Paul calls on the members of the church body to be mature, making room for all members to exercise their gifts as a contribution to the health and mission of the church. Only in the spirit of the kind of love manifested in Jesus can there be unity in diversity. The church has always been in danger of losing its unity and therefore its effectiveness by the thoughtless exercise of willfulness on the part of individuals. There is a certain democracy essential to the health of the church. It is not easy, but it is important for each member to have his/her say without insisting on having his/her way. Such respectful listening and speaking requires intentional effort born of maturity and augmented by the grace of God in Christ. God will help us achieve in our lives and relationships what we cannot achieve on our own, but we must begin our work with an intentional effort to live and work in humility, kindness, service, and love.

The church at Ephesus was young. It did not have the deep roots of tradition to hold it steady. The fledgling church as a whole, and its individual members, were vulnerable to heresy. For the early Christians there was the danger of being "tossed to and fro and blown about by every wind of doctrine by people's trickery and their craftiness and deceitful scheming" (Ephesians 4:14). The early church existed in an atmosphere of paganism. Many members were recent converts from paganism, and there was the danger and temptation of going back to the lives from which they had so recently come. Then as now, controversy and pressure often tempt a person to revert back to an earlier level of development.

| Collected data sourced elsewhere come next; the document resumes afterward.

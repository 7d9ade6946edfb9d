//! Record decoding for write batches.

use crate::error::{AtlasError, Result};
use crate::types::ValueType;

use super::coding::{get_length_prefixed_slice, get_varint32};

/// One decoded record, borrowing from the batch buffer.
#[derive(Debug, Clone, Copy, PartialEq, Eq)]
pub enum Record<'a> {
    Put { cf: u32, key: &'a [u8], value: &'a [u8] },
    Delete { cf: u32, key: &'a [u8] },
    Merge { cf: u32, key: &'a [u8], value: &'a [u8] },
    LogData(&'a [u8]),
}

/// Callbacks invoked by [`super::WriteBatch::iterate`].
pub trait Handler {
    fn put_cf(&mut self, cf: u32, key: &[u8], value: &[u8]) -> Result<()>;

    fn delete_cf(&mut self, cf: u32, key: &[u8]) -> Result<()>;

    fn merge_cf(&mut self, _cf: u32, _key: &[u8], _value: &[u8]) -> Result<()> {
        Err(AtlasError::InvalidArgument("merge not supported by this handler".to_string()))
    }

    fn log_data(&mut self, _blob: &[u8]) {}

    /// Returning false stops iteration early without error.
    fn should_continue(&self) -> bool {
        true
    }
}

/// Iterator over the records following the header.
///
/// Yields one `Corruption` error and then stops if the encoding is malformed.
pub struct Records<'a> {
    input: &'a [u8],
    failed: bool,
}

impl<'a> Records<'a> {
    pub(crate) fn new(input: &'a [u8]) -> Self {
        Self { input, failed: false }
    }

    fn decode_next(&mut self) -> Result<Record<'a>> {
        let tag = self.input[0];
        self.input = &self.input[1..];
        let kind = ValueType::from_tag(tag)
            .ok_or_else(|| AtlasError::Corruption(format!("unknown write batch tag {tag:#x}")))?;

        let cf = match kind {
            ValueType::ColumnFamilyValue | ValueType::ColumnFamilyDeletion | ValueType::ColumnFamilyMerge => {
                get_varint32(&mut self.input)
                    .ok_or_else(|| AtlasError::Corruption("bad write batch column family id".to_string()))?
            }
            _ => 0,
        };

        match kind {
            ValueType::Value | ValueType::ColumnFamilyValue => {
                let (key, value) = self.key_value("put")?;
                Ok(Record::Put { cf, key, value })
            }
            ValueType::Deletion | ValueType::ColumnFamilyDeletion => {
                let key = get_length_prefixed_slice(&mut self.input)
                    .ok_or_else(|| AtlasError::Corruption("bad write batch delete".to_string()))?;
                Ok(Record::Delete { cf, key })
            }
            ValueType::Merge | ValueType::ColumnFamilyMerge => {
                let (key, value) = self.key_value("merge")?;
                Ok(Record::Merge { cf, key, value })
            }
            ValueType::LogData => {
                let blob = get_length_prefixed_slice(&mut self.input)
                    .ok_or_else(|| AtlasError::Corruption("bad write batch blob".to_string()))?;
                Ok(Record::LogData(blob))
            }
        }
    }

    fn key_value(&mut self, what: &str) -> Result<(&'a [u8], &'a [u8])> {
        let key = get_length_prefixed_slice(&mut self.input);
        let value = get_length_prefixed_slice(&mut self.input);
        match (key, value) {
            (Some(key), Some(value)) => Ok((key, value)),
            _ => Err(AtlasError::Corruption(format!("bad write batch {what}"))),
        }
    }
}

impl<'a> Iterator for Records<'a> {
    type Item = Result<Record<'a>>;

    fn next(&mut self) -> Option<Self::Item> {
        if self.failed || self.input.is_empty() {
            return None;
        }
        let decoded = self.decode_next();
        if decoded.is_err() {
            self.failed = true;
        }
        Some(decoded)
    }
}
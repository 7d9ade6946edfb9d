//! Applying a batch to memtables.

use crate::column_family::{ColumnFamilyMemTables, MemTableTarget};
use crate::error::{AtlasError, Result};
use crate::flush_scheduler::FlushScheduler;
use crate::types::{SequenceNumber, ValueType};

use super::{Handler, WriteBatch};

/// [`Handler`] that inserts each record into its column family's memtable
/// with consecutive sequence numbers.
///
/// Every counted record consumes a sequence number, even one that is
/// skipped, so sequence assignment is identical on every replica of the log.
pub struct MemTableInserter<'a> {
    sequence: SequenceNumber,
    cf_mems: &'a ColumnFamilyMemTables,
    flush_scheduler: Option<&'a FlushScheduler>,
    ignore_missing_column_families: bool,
    /// Log being replayed, 0 for live writes
    log_number: u64,
}

impl<'a> MemTableInserter<'a> {
    pub fn new(
        sequence: SequenceNumber,
        cf_mems: &'a ColumnFamilyMemTables,
        flush_scheduler: Option<&'a FlushScheduler>,
        ignore_missing_column_families: bool,
        log_number: u64,
    ) -> Self {
        Self {
            sequence,
            cf_mems,
            flush_scheduler,
            ignore_missing_column_families,
            log_number,
        }
    }

    /// Next sequence number to be assigned
    pub fn sequence(&self) -> SequenceNumber {
        self.sequence
    }

    /// Resolve the target for `cf`. `Ok(None)` means skip the record.
    fn seek(&self, cf: u32) -> Result<Option<&'a MemTableTarget>> {
        let Some(target) = self.cf_mems.get(cf) else {
            if self.ignore_missing_column_families {
                return Ok(None);
            }
            return Err(AtlasError::InvalidArgument(format!("invalid column family id {cf}")));
        };
        // During replay, a family whose data from this log was already
        // flushed must not take it again.
        if self.log_number != 0 && self.log_number < target.log_number {
            return Ok(None);
        }
        Ok(Some(target))
    }

    fn insert(&mut self, cf: u32, kind: ValueType, key: &[u8], value: &[u8]) -> Result<()> {
        let sequence = self.sequence;
        self.sequence += 1;
        let Some(target) = self.seek(cf)? else {
            return Ok(());
        };
        target.mem.add(sequence, kind, key, value);
        self.check_memtable_full(target);
        Ok(())
    }

    fn check_memtable_full(&self, target: &MemTableTarget) {
        let Some(scheduler) = self.flush_scheduler else {
            return;
        };
        if target.mem.should_schedule_flush() && target.mem.mark_flush_scheduled() {
            scheduler.schedule_flush(target.cfd.clone());
        }
    }
}

impl Handler for MemTableInserter<'_> {
    fn put_cf(&mut self, cf: u32, key: &[u8], value: &[u8]) -> Result<()> {
        self.insert(cf, ValueType::Value, key, value)
    }

    fn delete_cf(&mut self, cf: u32, key: &[u8]) -> Result<()> {
        self.insert(cf, ValueType::Deletion, key, &[])
    }

    fn merge_cf(&mut self, cf: u32, key: &[u8], value: &[u8]) -> Result<()> {
        self.insert(cf, ValueType::Merge, key, value)
    }
}

/// Resolves the column family of every record without inserting, so a
/// batch that would fail part way is rejected before any memtable changes.
struct ColumnFamilyChecker<'a> {
    cf_mems: &'a ColumnFamilyMemTables,
    ignore_missing_column_families: bool,
}

impl ColumnFamilyChecker<'_> {
    fn check(&self, cf: u32) -> Result<()> {
        if self.ignore_missing_column_families || self.cf_mems.get(cf).is_some() {
            return Ok(());
        }
        Err(AtlasError::InvalidArgument(format!("invalid column family id {cf}")))
    }
}

impl Handler for ColumnFamilyChecker<'_> {
    fn put_cf(&mut self, cf: u32, _key: &[u8], _value: &[u8]) -> Result<()> {
        self.check(cf)
    }

    fn delete_cf(&mut self, cf: u32, _key: &[u8]) -> Result<()> {
        self.check(cf)
    }

    fn merge_cf(&mut self, cf: u32, _key: &[u8], _value: &[u8]) -> Result<()> {
        self.check(cf)
    }
}

/// Check that `batch` decodes, that its header count matches its records,
/// and that every record names a known column family unless missing ones
/// are ignored.
pub fn validate_batch(
    batch: &WriteBatch,
    cf_mems: &ColumnFamilyMemTables,
    ignore_missing_column_families: bool,
) -> Result<()> {
    let mut checker = ColumnFamilyChecker {
        cf_mems,
        ignore_missing_column_families,
    };
    batch.iterate(&mut checker)
}

/// Insert every record of `batch`, numbering them from the batch's sequence.
///
/// The whole batch is validated first; on error no record is inserted.
pub fn insert_into(
    batch: &WriteBatch,
    cf_mems: &ColumnFamilyMemTables,
    flush_scheduler: Option<&FlushScheduler>,
    ignore_missing_column_families: bool,
    log_number: u64,
) -> Result<()> {
    validate_batch(batch, cf_mems, ignore_missing_column_families)?;
    let mut inserter = MemTableInserter::new(
        batch.sequence(),
        cf_mems,
        flush_scheduler,
        ignore_missing_column_families,
        log_number,
    );
    batch.iterate(&mut inserter)
}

Although the contemporary church has the advantage of a 2000 year tradition to give it stability, and we do not have the blatant, raw paganism that surrounded the first generation church, we do have significant distractions and temptations. Modern day paganism is present, but far more subtle than that of the first-century church. We live in a world of socially acceptable materialism that is contrary to the ethics of Jesus. Not only are individual Christians tempted by crass materialism, but churches tend to be obsessed with an inordinate love of the things of this world. Churches love the security of a "nest egg" of thousands of dollars in certificates of deposit accumulated in lieu of insuring funds are available for the mission of the church to care for the poor. In this hoarding, we exhibit a lack of faith in God, through his people, to provide for the needs of the church each year. Like the secular world in which we live and minister, we pile up treasures of land and money and justify our institutional spirit of acquisitiveness by our pessimistic fear that there will be a "bad year" financially for which we should be prepared. We forget the admonition of Jesus to "Lay not up for yourselves treasures on earth where moth and rust doth corrupt and thieves break through and steal....." (Matthew 6:19). This concept of stewardship is just as applicable to the institutional church as it is to individuals. In Christ, we are not First National Bank.

Both Jesus and Paul call us to organize our individual and institutional lives around the principle of love for God and one another, a genuine concern for the poor and oppressed, and an abiding faith that God will empower and provide for that to which God has called us.